Мексиканское посольство находилось в маленьком особняке, выкрашенном светлой краской; он живописно стоял в глубине окаймленного зеленью, аккуратно вымощенного двора. Такие дворы бывают, наверно, в Мексике. Я позвонил в ворота. Их единственное высокое окошечко было наглухо закрыто. Над дверью особняка висел герб, и, хотя этот герб был совсем новый, я не мог толком разобрать, что на нем изображено. Я различал только орла, восседавшего на кактусе. Сперва мне показалось, что этот дом тоже необитаем. Но когда я для очистки совести позвонил во второй раз, дверь особняка открылась, на лестнице показался грузный человек и мрачно уставился на меня своим единственным глазом – другая глазница была у него пуста. Это был первый мексиканец, которого мне довелось увидеть. Я с любопытством разглядывал его. На мой вопрос он только пожал плечами. Он всего-навсего сторож, посольство находится теперь в Виши, и посол еще не вернулся в Париж, а телеграфная связь с Виши прервана. Сказав все это, сторож удалился. Я представил себе, что все мексиканцы такие, как он, – широкоплечие, молчаливые, одноглазые. Народ циклопов. Я размечтался о том, что хорошо бы знать все народы мира. И мне стало жалко Вайделя, хотя до сих пор я ему завидовал.

Всю следующую неделю я почти ежедневно ходил с чемоданчиком в мексиканское посольство. Одноглазый всякий раз кивал мне с лестницы. Должно быть, я казался ему сумасшедшим. Почему я был так упорен? Из чувства долга? От скуки? Или потому, что меня манил этот особняк? Однажды утром я увидел у его ворот автомобиль. Быть может, вернулся посол. Словно ошалев, я бросился к звонку. Мой циклоп, как обычно, появился на лестнице, но на этот раз он гневно крикнул мне, чтобы я убирался прочь, – звонок тут повесили не для меня. Я в нерешительности стал ходить взад и вперед по улице.

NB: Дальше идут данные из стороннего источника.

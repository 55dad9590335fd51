//! Courier movement, stamina and scoring
//!
//! Moving spends stamina in proportion to the load and the surface. At zero
//! stamina the courier is exhausted and stays put until it has recovered to
//! the resume threshold.

use serde::{Deserialize, Serialize};

use crate::agent::AgentView;
use crate::core::error::Result;
use crate::core::types::{JobId, Position, Step};
use crate::jobs::{Inventory, Job};
use crate::weather::WeatherView;
use crate::world::WorldQuery;

/// Tunables for stamina drain and recovery
#[derive(Debug, Clone, Serialize, Deserialize)]
pub struct StaminaModel {
    pub max: f32,
    /// Drain per tile before load and surface adjustments
    pub base_cost: f32,
    /// Load carried for free
    pub free_weight: f32,
    /// Extra drain per unit of load above `free_weight`
    pub weight_cost: f32,
    /// Stamina regained per second of rest
    pub recovery_rate: f32,
    /// Exhaustion lifts once stamina reaches this value
    pub resume_threshold: f32,
}

impl Default for StaminaModel {
    fn default() -> Self {
        Self {
            max: 100.0,
            base_cost: 0.5,
            free_weight: 3.0,
            weight_cost: 0.2,
            recovery_rate: 5.0,
            resume_threshold: 30.0,
        }
    }
}

/// Tiles per second at full condition
const BASE_SPEED: f32 = 3.0;

#[derive(Debug, Clone, Serialize, Deserialize)]
pub struct Courier {
    pub position: Position,
    pub stamina: f32,
    pub exhausted: bool,
    pub reputation: f32,
    pub score: f32,
    pub inventory: Inventory,
    #[serde(default)]
    pub stamina_model: StaminaModel,
}

impl Courier {
    pub fn new(position: Position, max_weight: f32) -> Self {
        let stamina_model = StaminaModel::default();
        Self {
            position,
            stamina: stamina_model.max,
            exhausted: false,
            reputation: 100.0,
            score: 0.0,
            inventory: Inventory::new(max_weight),
            stamina_model,
        }
    }

    pub fn with_stamina(mut self, stamina: f32) -> Self {
        self.stamina = stamina.clamp(0.0, self.stamina_model.max);
        self
    }

    /// Apply a step chosen by the engine; returns whether the courier moved
    pub fn apply_step(&mut self, step: Step, world: &dyn WorldQuery) -> bool {
        if self.exhausted || step.is_null() {
            return false;
        }
        let target = self.position.offset(step);
        if !world.in_bounds(target) || world.is_blocked(target.x, target.y) {
            return false;
        }

        self.position = target;
        self.drain(world.surface_cost(target.x, target.y));
        true
    }

    fn drain(&mut self, surface: f32) {
        let model = &self.stamina_model;
        let extra = (self.inventory.carried_weight() - model.free_weight).max(0.0) * model.weight_cost;
        self.stamina = (self.stamina - (model.base_cost + extra) * surface).max(0.0);

        if self.stamina <= 0.0 {
            self.exhausted = true;
        }
        if self.exhausted && self.stamina >= model.resume_threshold {
            self.exhausted = false;
        }
    }

    /// Rest for `secs` seconds
    pub fn recover(&mut self, secs: f32) {
        let model = &self.stamina_model;
        self.stamina = (self.stamina + model.recovery_rate * secs).min(model.max);
        if self.exhausted && self.stamina >= model.resume_threshold {
            self.exhausted = false;
        }
    }

    /// Tiles per second given stamina, load, reputation, surface and weather
    pub fn speed(&self, world: &dyn WorldQuery, weather: Option<&dyn WeatherView>) -> f32 {
        let stamina_factor = if self.stamina > self.stamina_model.resume_threshold {
            1.0
        } else {
            0.8
        };
        let over = (self.inventory.carried_weight() - self.stamina_model.free_weight).max(0.0);
        let weight_factor = (1.0 - 0.03 * over).max(0.8);
        let reputation_factor = if self.reputation >= 90.0 { 1.03 } else { 1.0 };
        let surface = world.surface_cost(self.position.x, self.position.y);
        let climate = crate::weather::multiplier_or_clear(weather);

        BASE_SPEED * stamina_factor * weight_factor * reputation_factor * surface * climate
    }

    pub fn accept(&mut self, job: Job) -> Result<()> {
        self.inventory.accept(job)
    }

    /// Pick up every accepted job whose pickup is the current tile
    pub fn try_pick_up(&mut self) -> Vec<JobId> {
        let here = self.position;
        let ready: Vec<JobId> = self
            .inventory
            .jobs()
            .iter()
            .filter(|job| !job.is_picked_up() && job.pickup == here)
            .map(|job| job.id.clone())
            .collect();

        ready
            .into_iter()
            .filter(|id| matches!(self.inventory.pick_up(id, here), Ok(true)))
            .collect()
    }

    /// Deliver every picked-up job whose dropoff is the current tile
    pub fn try_deliver(&mut self) -> Vec<(JobId, f32)> {
        let here = self.position;
        let ready: Vec<JobId> = self
            .inventory
            .jobs()
            .iter()
            .filter(|job| job.is_picked_up() && job.dropoff == here)
            .map(|job| job.id.clone())
            .collect();

        let mut delivered = Vec::with_capacity(ready.len());
        for id in ready {
            if let Some(payout) = self.inventory.deliver(&id, here) {
                self.score += payout;
                delivered.push((id, payout));
            }
        }
        delivered
    }
}

impl AgentView for Courier {
    fn position(&self) -> Position {
        self.position
    }

    fn stamina(&self) -> f32 {
        self.stamina
    }

    fn is_exhausted(&self) -> bool {
        self.exhausted
    }

    fn carried_weight(&self) -> f32 {
        self.inventory.carried_weight()
    }
}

Когда я в очередной раз повернул назад, чтобы идти по направлению к посольству, я застыл от изумления. Машина по-прежнему стояла перед посольством, а у ворот собралась огромная толпа. Все эти люди сбежались сюда за три минуты, пока я шел от особняка до угла. Не знаю, силой какого притяжения они вдруг оказались здесь, какими мистическими путями узнали о появлении посольской машины – ведь трудно допустить, чтобы вся эта орава жила в этом районе. Как смогли они все в один миг слететься сюда? Это были испанцы, мужчины и женщины, скрывавшиеся во всевозможных потайных уголках города, как я скрывался в своем, и бежавшие, наверно, от фашистов, как бежал и я. Теперь и их настигла свастика. Я задал несколько вопросов и узнал, что приманило сюда этих людей: слух, надежда, что эта заморская страна приютит у себя всех испанских республиканцев. В Бордо будто бы стоят пароходы, и они находятся под мощной защитой. Даже немцы бессильны задержать их. Но старый, высохший, изжелта-бледный испанец сказал с горечью, что все это, к сожалению, вздор. Визы Мексика дает, это правда, ведь там теперь народное правительство, но увы, немцы не разрешают ехать в неоккупированную зону. Более того, фашисты хватают и здесь и в Брюсселе испанских эмигрантов и выдают их Франко. Другой испанец, молодой, с круглыми черными глазами, стал уверять, что готовые к отплытию пароходы ждут не в Бордо, а в Марселе; он знал даже их названия: «Республика», «Эсперанса» и «Пасионария».